Дело Мансурова. Империя и суфизм в Казахской степи - Паоло Сартори
«Настоящие таланты остаются незамеченными»: востоковедческое знание vs. колониальное невежество
С еще более серьезными трудностями власти столкнулись, пытаясь разобраться с рукописями, изъятыми у Мансурова. Ни Габбасов-Шахмаев, ни кто-либо другой из переводчиков колониальной администрации не смогли сделать даже приблизительный перевод, потому что эти материалы были на арабском и персидском языках. Не прояснив суть этих бумаг с помощью собственных переводчиков, Областное правление Сибирскими казахами обратилось за помощью к преподавателям Сибирского казачьего корпуса[289] – Т. Сейфуллину[290] и Н. Ф. Костылецкому. Они были выпускниками восточного отделения Казанского императорского университета. Фигура Костылецкого, очевидно, могла играть в этом деле более значимую роль: он в совершенстве владел арабским, персидским и татарским языками.
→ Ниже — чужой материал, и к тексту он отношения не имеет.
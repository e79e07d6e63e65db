//! # Identity Payload Codec
//!
//! Fixed-arity, null-delimited serialization of the identity record a proxy
//! embeds in the handshake hostname.
//!
//! ## Wire Format
//! Twelve fields joined by a single `0x00` byte, in this order:
//!
//! ```text
//! version \0 username \0 xuid \0 deviceOs \0 languageCode \0 uiProfile \0
//! inputMode \0 ip \0 linkedPlayer \0 fromProxy \0 subscribeId \0 verifyCode
//! ```
//!
//! - numeric fields are base-10 ASCII
//! - `linkedPlayer` is a [`LinkedPlayer`] token or the literal `null`
//! - `fromProxy` is `1` or `0`
//!
//! ## Malformed Input
//! A payload that does not split into exactly twelve fields decodes to
//! [`DecodedPayload::Invalid`] carrying the observed count. It never returns
//! an error, so a forged payload degrades to "no identity" instead of
//! failing the connection. A structurally valid payload with a non-numeric
//! numeric field is a [`BridgeError::NumericField`] error.

use crate::core::linked_player::LinkedPlayer;
use crate::error::{BridgeError, Result};
use std::fmt;

/// Field separator of the decrypted payload
pub const FIELD_SEPARATOR: char = '\0';

/// Identity of a proxied player, as sent by the proxy
#[derive(Debug, Clone, PartialEq, Eq)]
pub struct IdentityRecord {
    version: String,
    username: String,
    xuid: String,
    device_os: i32,
    language_code: String,
    ui_profile: i32,
    input_mode: i32,
    ip: String,
    linked_player: Option<LinkedPlayer>,
    from_proxy: bool,
    subscribe_id: i32,
    verify_code: String,
}

impl IdentityRecord {
    /// Number of fields in the serialized form
    pub const EXPECTED_FIELDS: usize = 12;

    #[allow(clippy::too_many_arguments)]
    pub fn new(
        version: impl Into<String>,
        username: impl Into<String>,
        xuid: impl Into<String>,
        device_os: i32,
        language_code: impl Into<String>,
        ui_profile: i32,
        input_mode: i32,
        ip: impl Into<String>,
        linked_player: Option<LinkedPlayer>,
        from_proxy: bool,
        subscribe_id: i32,
        verify_code: impl Into<String>,
    ) -> Self {
        Self {
            version: version.into(),
            username: username.into(),
            xuid: xuid.into(),
            device_os,
            language_code: language_code.into(),
            ui_profile,
            input_mode,
            ip: ip.into(),
            linked_player,
            from_proxy,
            subscribe_id,
            verify_code: verify_code.into(),
        }
    }

    /// Record without a linked player that did not pass through another proxy.
    ///
    /// Takes `ui_profile` and `input_mode` in the same order as [`Self::new`].
    #[allow(clippy::too_many_arguments)]
    pub fn unlinked(
        version: impl Into<String>,
        username: impl Into<String>,
        xuid: impl Into<String>,
        device_os: i32,
        language_code: impl Into<String>,
        ui_profile: i32,
        input_mode: i32,
        ip: impl Into<String>,
        subscribe_id: i32,
        verify_code: impl Into<String>,
    ) -> Self {
        Self::new(
            version,
            username,
            xuid,
            device_os,
            language_code,
            ui_profile,
            input_mode,
            ip,
            None,
            false,
            subscribe_id,
            verify_code,
        )
    }

    /// Serialize into the null-delimited wire form
    pub fn encode(&self) -> String {
        self.to_string()
    }

    pub fn version(&self) -> &str {
        &self.version
    }

    pub fn username(&self) -> &str {
        &self.username
    }

    /// Platform account id (Xbox user id)
    pub fn xuid(&self) -> &str {
        &self.xuid
    }

    pub fn device_os(&self) -> i32 {
        self.device_os
    }

    pub fn language_code(&self) -> &str {
        &self.language_code
    }

    pub fn ui_profile(&self) -> i32 {
        self.ui_profile
    }

    pub fn input_mode(&self) -> i32 {
        self.input_mode
    }

    /// Real address of the player as seen by the proxy
    pub fn ip(&self) -> &str {
        &self.ip
    }

    pub fn linked_player(&self) -> Option<&LinkedPlayer> {
        self.linked_player.as_ref()
    }

    pub fn has_player_link(&self) -> bool {
        self.linked_player.is_some()
    }

    pub fn is_from_proxy(&self) -> bool {
        self.from_proxy
    }

    pub fn subscribe_id(&self) -> i32 {
        self.subscribe_id
    }

    pub fn verify_code(&self) -> &str {
        &self.verify_code
    }
}

impl fmt::Display for IdentityRecord {
    fn fmt(&self, f: &mut fmt::Formatter<'_>) -> fmt::Result {
        const S: char = FIELD_SEPARATOR;
        write!(
            f,
            "{}{S}{}{S}{}{S}{}{S}{}{S}{}{S}{}{S}{}{S}{}{S}{}{S}{}{S}{}",
            self.version,
            self.username,
            self.xuid,
            self.device_os,
            self.language_code,
            self.ui_profile,
            self.input_mode,
            self.ip,
            LinkedPlayer::encode_optional(self.linked_player.as_ref()),
            if self.from_proxy { "1" } else { "0" },
            self.subscribe_id,
            self.verify_code,
        )
    }
}

/// Result of decoding a decrypted payload
#[derive(Debug, Clone, PartialEq, Eq)]
pub enum DecodedPayload {
    /// All twelve fields were present and parsed
    Valid(IdentityRecord),
    /// The payload split into the wrong number of fields
    Invalid { observed_fields: usize },
}

impl DecodedPayload {
    /// Decode a null-delimited payload.
    ///
    /// # Errors
    /// Returns [`BridgeError::NumericField`] when a twelve-field payload has a
    /// non-numeric numeric field, and [`BridgeError::LinkedPlayer`] when the
    /// linked-player token carries an invalid id.
    pub fn decode(raw: &str) -> Result<Self> {
        let fields: Vec<&str> = raw.split(FIELD_SEPARATOR).collect();
        let [version, username, xuid, device_os, language_code, ui_profile, input_mode, ip, linked, from_proxy, subscribe_id, verify_code] =
            fields[..]
        else {
            return Ok(DecodedPayload::Invalid {
                observed_fields: fields.len(),
            });
        };

        Ok(DecodedPayload::Valid(IdentityRecord {
            version: version.to_string(),
            username: username.to_string(),
            xuid: xuid.to_string(),
            device_os: parse_numeric("device_os", device_os)?,
            language_code: language_code.to_string(),
            ui_profile: parse_numeric("ui_profile", ui_profile)?,
            input_mode: parse_numeric("input_mode", input_mode)?,
            ip: ip.to_string(),
            linked_player: LinkedPlayer::decode(linked)?,
            from_proxy: from_proxy == "1",
            subscribe_id: parse_numeric("subscribe_id", subscribe_id)?,
            verify_code: verify_code.to_string(),
        }))
    }

    /// Number of fields observed while decoding
    pub fn field_count(&self) -> usize {
        match self {
            DecodedPayload::Valid(_) => IdentityRecord::EXPECTED_FIELDS,
            DecodedPayload::Invalid { observed_fields } => *observed_fields,
        }
    }

    pub fn is_valid(&self) -> bool {
        matches!(self, DecodedPayload::Valid(_))
    }

    /// Account id, present only on a valid record
    pub fn xuid(&self) -> Option<&str> {
        self.record().map(IdentityRecord::xuid)
    }

    pub fn record(&self) -> Option<&IdentityRecord> {
        match self {
            DecodedPayload::Valid(record) => Some(record),
            DecodedPayload::Invalid { .. } => None,
        }
    }

    pub fn into_record(self) -> Option<IdentityRecord> {
        match self {
            DecodedPayload::Valid(record) => Some(record),
            DecodedPayload::Invalid { .. } => None,
        }
    }
}

fn parse_numeric(field: &'static str, value: &str) -> Result<i32> {
    value.parse::<i32>().map_err(|_| BridgeError::NumericField {
        field,
        value: value.to_string(),
    })
}

#[cfg(test)]
mod tests {
    #![allow(clippy::unwrap_used, clippy::expect_used, clippy::panic)]
    use super::*;
    use uuid::Uuid;

    fn sample() -> IdentityRecord {
        IdentityRecord::new(
            "2.2.0-SNAPSHOT",
            "Steve",
            "2535428650797285",
            7,
            "en_US",
            0,
            2,
            "203.0.113.7",
            None,
            false,
            0,
            "123456",
        )
    }

    #[test]
    fn test_encode_layout() {
        let encoded = sample().encode();
        assert_eq!(
            encoded,
            "2.2.0-SNAPSHOT\0Steve\02535428650797285\07\0en_US\00\02\0203.0.113.7\0null\00\00\0123456"
        );
        assert_eq!(encoded.split('\0').count(), IdentityRecord::EXPECTED_FIELDS);
    }

    #[test]
    fn test_decode_valid() {
        let decoded = DecodedPayload::decode(&sample().encode()).unwrap();
        assert!(decoded.is_valid());
        assert_eq!(decoded.field_count(), 12);
        assert_eq!(decoded.xuid(), Some("2535428650797285"));
        assert_eq!(decoded.into_record(), Some(sample()));
    }

    #[test]
    fn test_roundtrip_with_link() {
        let record = IdentityRecord::new(
            "2.2.0",
            "Alex",
            "42",
            1,
            "de_DE",
            1,
            3,
            "198.51.100.2",
            Some(LinkedPlayer::new(
                "AlexJava",
                Uuid::from_u64_pair(7, 9),
                Uuid::from_u64_pair(0, 42),
            )
            .unwrap()),
            true,
            -5,
            "",
        );
        let decoded = DecodedPayload::decode(&record.encode()).unwrap();
        assert_eq!(decoded, DecodedPayload::Valid(record));
    }

    #[test]
    fn test_unlinked_keeps_field_order() {
        let record = IdentityRecord::unlinked("v", "n", "1", 0, "en", 4, 5, "ip", 0, "c");
        assert_eq!(record.ui_profile(), 4);
        assert_eq!(record.input_mode(), 5);
        assert!(!record.has_player_link());
        assert!(!record.is_from_proxy());
    }

    #[test]
    fn test_wrong_field_count() {
        let decoded = DecodedPayload::decode("a\0b\0c").unwrap();
        assert_eq!(decoded, DecodedPayload::Invalid { observed_fields: 3 });
        assert_eq!(decoded.field_count(), 3);
        assert_eq!(decoded.xuid(), None);
        assert!(decoded.record().is_none());
    }

    #[test]
    fn test_empty_input_is_one_field() {
        let decoded = DecodedPayload::decode("").unwrap();
        assert_eq!(decoded.field_count(), 1);
        assert!(!decoded.is_valid());
    }

    #[test]
    fn test_thirteen_fields_invalid() {
        let raw = format!("{}\0extra", sample().encode());
        let decoded = DecodedPayload::decode(&raw).unwrap();
        assert_eq!(decoded.field_count(), 13);
    }

    #[test]
    fn test_non_numeric_field_is_error() {
        let raw = sample().encode().replacen("\07\0", "\0seven\0", 1);
        match DecodedPayload::decode(&raw) {
            Err(BridgeError::NumericField { field, value }) => {
                assert_eq!(field, "device_os");
                assert_eq!(value, "seven");
            }
            other => panic!("Unexpected result: {other:?}"),
        }
    }

    #[test]
    fn test_from_proxy_only_on_literal_one() {
        let mut fields: Vec<String> = sample().encode().split('\0').map(String::from).collect();
        fields[9] = "true".into();
        let decoded = DecodedPayload::decode(&fields.join("\0")).unwrap();
        assert!(!decoded.record().unwrap().is_from_proxy());

        fields[9] = "1".into();
        let decoded = DecodedPayload::decode(&fields.join("\0")).unwrap();
        assert!(decoded.record().unwrap().is_from_proxy());
    }
}
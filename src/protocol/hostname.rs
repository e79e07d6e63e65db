//! Hostname separation.
//!
//! A handshake hostname is a list of null-delimited fields. A proxy may place
//! its encrypted payload in any one of them; this module pulls the first
//! payload field out and hands back the remaining fields untouched.

use crate::core::header::header_version;

/// Field separator of the handshake hostname
pub const HOSTNAME_SEPARATOR: char = '\0';

const HOSTNAME_SEPARATOR_STR: &str = "\0";

/// Result of scanning a hostname for an embedded payload
#[derive(Debug, Clone, PartialEq, Eq)]
pub struct HostnameSeparation<'a> {
    payload: Option<&'a str>,
    header_version: Option<u8>,
    remainder: String,
}

impl<'a> HostnameSeparation<'a> {
    /// The first field carrying a payload header, header included
    pub fn payload(&self) -> Option<&'a str> {
        self.payload
    }

    pub fn header_version(&self) -> Option<u8> {
        self.header_version
    }

    /// Header version as an integer, `-1` when no payload was found
    pub fn header_version_raw(&self) -> i32 {
        self.header_version.map_or(-1, i32::from)
    }

    /// Every other field, in original order
    pub fn remainder(&self) -> &str {
        &self.remainder
    }

    pub fn into_remainder(self) -> String {
        self.remainder
    }

    pub fn has_payload(&self) -> bool {
        self.payload.is_some()
    }
}

/// Split a hostname into its embedded payload and the remaining fields.
///
/// Only the first field with a valid header is taken; later look-alikes stay
/// in the remainder as ordinary fields. Without a payload the remainder equals
/// the input.
pub fn separate(hostname: &str) -> HostnameSeparation<'_> {
    let mut payload = None;
    let mut version = None;
    let mut kept: Vec<&str> = Vec::new();

    for field in hostname.split(HOSTNAME_SEPARATOR) {
        if payload.is_none() {
            if let Some(v) = header_version(field) {
                payload = Some(field);
                version = Some(v);
                continue;
            }
        }
        kept.push(field);
    }

    let remainder = if payload.is_some() {
        kept.join(HOSTNAME_SEPARATOR_STR)
    } else {
        hostname.to_string()
    };

    HostnameSeparation {
        payload,
        header_version: version,
        remainder,
    }
}
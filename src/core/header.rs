//! Payload header detection.
//!
//! An embedded payload starts with the 11-byte ASCII identifier `^Floodgate^`
//! followed by one marker byte equal to `0x3E + version`.
//!
//! ```text
//! [Identifier(11)] [Marker(1)] [Ciphertext(N)]
//! ```

/// Identifier that opens every embedded payload
pub const IDENTIFIER: &[u8; 11] = b"^Floodgate^";

/// Offset added to the version to form the marker byte
pub const VERSION_OFFSET: u8 = 0x3E;

/// Payload version produced by current proxies
pub const CURRENT_VERSION: u8 = 0;

/// Identifier plus marker byte
pub const HEADER_LENGTH: usize = IDENTIFIER.len() + 1;

/// Full header for [`CURRENT_VERSION`]
pub const HEADER: [u8; HEADER_LENGTH] = header_for(CURRENT_VERSION);

/// Build the header bytes for a given version
pub const fn header_for(version: u8) -> [u8; HEADER_LENGTH] {
    let mut header = [0u8; HEADER_LENGTH];
    let mut i = 0;
    while i < IDENTIFIER.len() {
        header[i] = IDENTIFIER[i];
        i += 1;
    }
    header[IDENTIFIER.len()] = VERSION_OFFSET.wrapping_add(version);
    header
}

/// Detect the payload version of a hostname field.
///
/// Returns `None` when the field is too short to carry a payload, does not
/// start with [`IDENTIFIER`], or carries a marker byte below
/// [`VERSION_OFFSET`].
pub fn header_version(data: &str) -> Option<u8> {
    header_version_bytes(data.as_bytes())
}

/// Byte-level variant of [`header_version`]
pub fn header_version_bytes(data: &[u8]) -> Option<u8> {
    if data.len() <= HEADER_LENGTH {
        return None;
    }
    if !data.starts_with(IDENTIFIER) {
        return None;
    }
    data[IDENTIFIER.len()].checked_sub(VERSION_OFFSET)
}

/// Integer view of [`header_version`], `-1` when absent
pub fn header_version_raw(data: &str) -> i32 {
    header_version(data).map_or(-1, i32::from)
}
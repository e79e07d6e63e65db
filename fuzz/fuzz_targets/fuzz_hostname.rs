#![no_main]

use floodgate_bridge::utils::crypto::AesCipher;
use floodgate_bridge::HandshakeFilter;
use libfuzzer_sys::fuzz_target;
use std::sync::OnceLock;

static FILTER: OnceLock<Option<HandshakeFilter>> = OnceLock::new();

fuzz_target!(|data: &[u8]| {
    let Ok(hostname) = std::str::from_utf8(data) else {
        return;
    };
    let Some(filter) = FILTER
        .get_or_init(|| AesCipher::new(&[1u8; 16]).ok().map(HandshakeFilter::new))
        .as_ref()
    else {
        return;
    };

    // The filter must never panic on untrusted hostnames
    let _ = filter.resolve_hostname(hostname);
});
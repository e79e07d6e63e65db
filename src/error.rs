//! # Error Types
//!
//! Error handling for the handshake bridge.
//!
//! This module defines every error variant that can surface while loading key
//! material, decrypting an embedded payload, or decoding an identity record.
//!
//! ## Error Categories
//! - **I/O Errors**: key file and configuration file failures
//! - **Cryptographic Errors**: header mismatch, bad Base64, failed AEAD open
//! - **Format Errors**: non-numeric numeric fields, broken linked-player tokens
//!
//! Malformed field counts are *not* errors: they decode to
//! [`DecodedPayload::Invalid`](crate::core::bedrock_data::DecodedPayload::Invalid).
//! Nothing in this taxonomy is allowed to escape
//! [`HandshakeFilter`](crate::protocol::filter::HandshakeFilter); the filter
//! downgrades every variant to a pass-through.
//!
//! ## Example Usage
//! ```rust
//! use floodgate_bridge::error::{BridgeError, Result};
//! use tracing::{info, error};
//!
//! fn read_key(path: &str) -> Result<Vec<u8>> {
//!     std::fs::read(path).map_err(BridgeError::Io)
//! }
//!
//! fn main() {
//!     match read_key("key.pem") {
//!         Ok(key) => info!(len = key.len(), "Loaded key"),
//!         Err(e) => error!(error=%e, "Error reading key"),
//!     }
//! }
//! ```

use std::io;
use thiserror::Error;

/// Error message constants to reduce allocations in error paths.
pub mod constants {
    /// Cryptographic errors
    pub const ERR_DECRYPTION_FAILED: &str = "Decryption failed";
    pub const ERR_ENCRYPTION_FAILED: &str = "Encryption failed";
    pub const ERR_MISSING_SEPARATOR: &str = "Payload is missing the IV separator";
    pub const ERR_SHORT_IV: &str = "Payload IV has an unexpected length";

    /// Key material errors
    pub const ERR_KEY_LENGTH: &str = "Key must be 16 or 32 bytes";
    pub const ERR_KEY_EMPTY: &str = "Key file is empty";

    /// Linked-player errors
    pub const ERR_LINKED_JAVA_ID: &str = "Invalid java unique id in linked player";
    pub const ERR_LINKED_BEDROCK_ID: &str = "Invalid bedrock id in linked player";
    pub const ERR_LINKED_NAME: &str = "Linked player name may not contain ';' or null bytes";
}

/// BridgeError is the primary error type for all bridge operations
#[derive(Error, Debug)]
pub enum BridgeError {
    #[error("I/O error: {0}")]
    Io(#[from] io::Error),

    #[error("Configuration error: {0}")]
    ConfigError(String),

    #[error("Key material error: {0}")]
    KeyMaterial(String),

    #[error("Invalid payload header")]
    InvalidHeader,

    #[error("Unsupported payload version: {0}")]
    UnsupportedVersion(u8),

    #[error("Decryption failed: {0}")]
    DecryptionFailure(String),

    #[error("Encryption failed: {0}")]
    EncryptionFailure(String),

    #[error("Base64 error: {0}")]
    Base64(#[from] base64::DecodeError),

    #[error("Payload is not valid UTF-8: {0}")]
    Utf8(#[from] std::string::FromUtf8Error),

    #[error("Field '{field}' is not a base-10 integer: {value:?}")]
    NumericField { field: &'static str, value: String },

    #[error("Linked player error: {0}")]
    LinkedPlayer(String),
}

impl BridgeError {
    /// Whether this error originated in the cipher layer
    pub fn is_crypto(&self) -> bool {
        matches!(
            self,
            BridgeError::InvalidHeader
                | BridgeError::UnsupportedVersion(_)
                | BridgeError::DecryptionFailure(_)
                | BridgeError::EncryptionFailure(_)
                | BridgeError::Base64(_)
                | BridgeError::Utf8(_)
        )
    }
}

/// Type alias for Results using BridgeError
pub type Result<T> = std::result::Result<T, BridgeError>;

#[cfg(test)]
mod tests {
    use super::*;

    #[test]
    fn test_crypto_classification() {
        assert!(BridgeError::InvalidHeader.is_crypto());
        assert!(BridgeError::UnsupportedVersion(3).is_crypto());
        assert!(BridgeError::DecryptionFailure("tag".into()).is_crypto());
        assert!(BridgeError::EncryptionFailure(constants::ERR_ENCRYPTION_FAILED.into()).is_crypto());
        assert!(!BridgeError::NumericField {
            field: "device_os",
            value: "x".into()
        }
        .is_crypto());
        assert!(!BridgeError::ConfigError("bad".into()).is_crypto());
    }

    #[test]
    fn test_numeric_field_message() {
        let err = BridgeError::NumericField {
            field: "subscribe_id",
            value: "abc".into(),
        };
        assert_eq!(
            err.to_string(),
            "Field 'subscribe_id' is not a base-10 integer: \"abc\""
        );
    }
}
#![no_main]

use floodgate_bridge::core::bedrock_data::DecodedPayload;
use libfuzzer_sys::fuzz_target;

fuzz_target!(|data: &[u8]| {
    let Ok(raw) = std::str::from_utf8(data) else {
        return;
    };

    // Fuzz payload decoding
    if let Ok(DecodedPayload::Valid(record)) = DecodedPayload::decode(raw) {
        // A valid record must survive an encode/decode roundtrip
        let again = DecodedPayload::decode(&record.encode());
        assert!(matches!(again, Ok(DecodedPayload::Valid(r)) if r == record));
    }
});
После окончания университетского курса Костылецкого ожидала блестящая карьера: руководство Казанского университета намеревалось хлопотать о предоставлении своему бывшему студенту места драгомана в Константинополе (Стамбуле). Однако судьба сложилась иначе. Генерал-губернатор Западной Сибири П. М. Капцевич (1772–1840) потребовал, чтобы Костылецкий вернулся в Омск – то есть в край, откуда он был родом. Ему было суждено стать преподавателем словесности в Сибирском казачьем корпусе. Находясь там, Костылецкий проявил живой интерес к языку и культуре казахов, собирал этнографические и фольклорные материалы. В письмах к И. Н. Березину, профессору и своему университетскому товарищу, Костылецкий переложил на русский язык (фактически кратко пересказал) древний вариант казахского эпоса «Козы Корпеш и Баян Сулу» и эпическое сказание «Идегей»[291].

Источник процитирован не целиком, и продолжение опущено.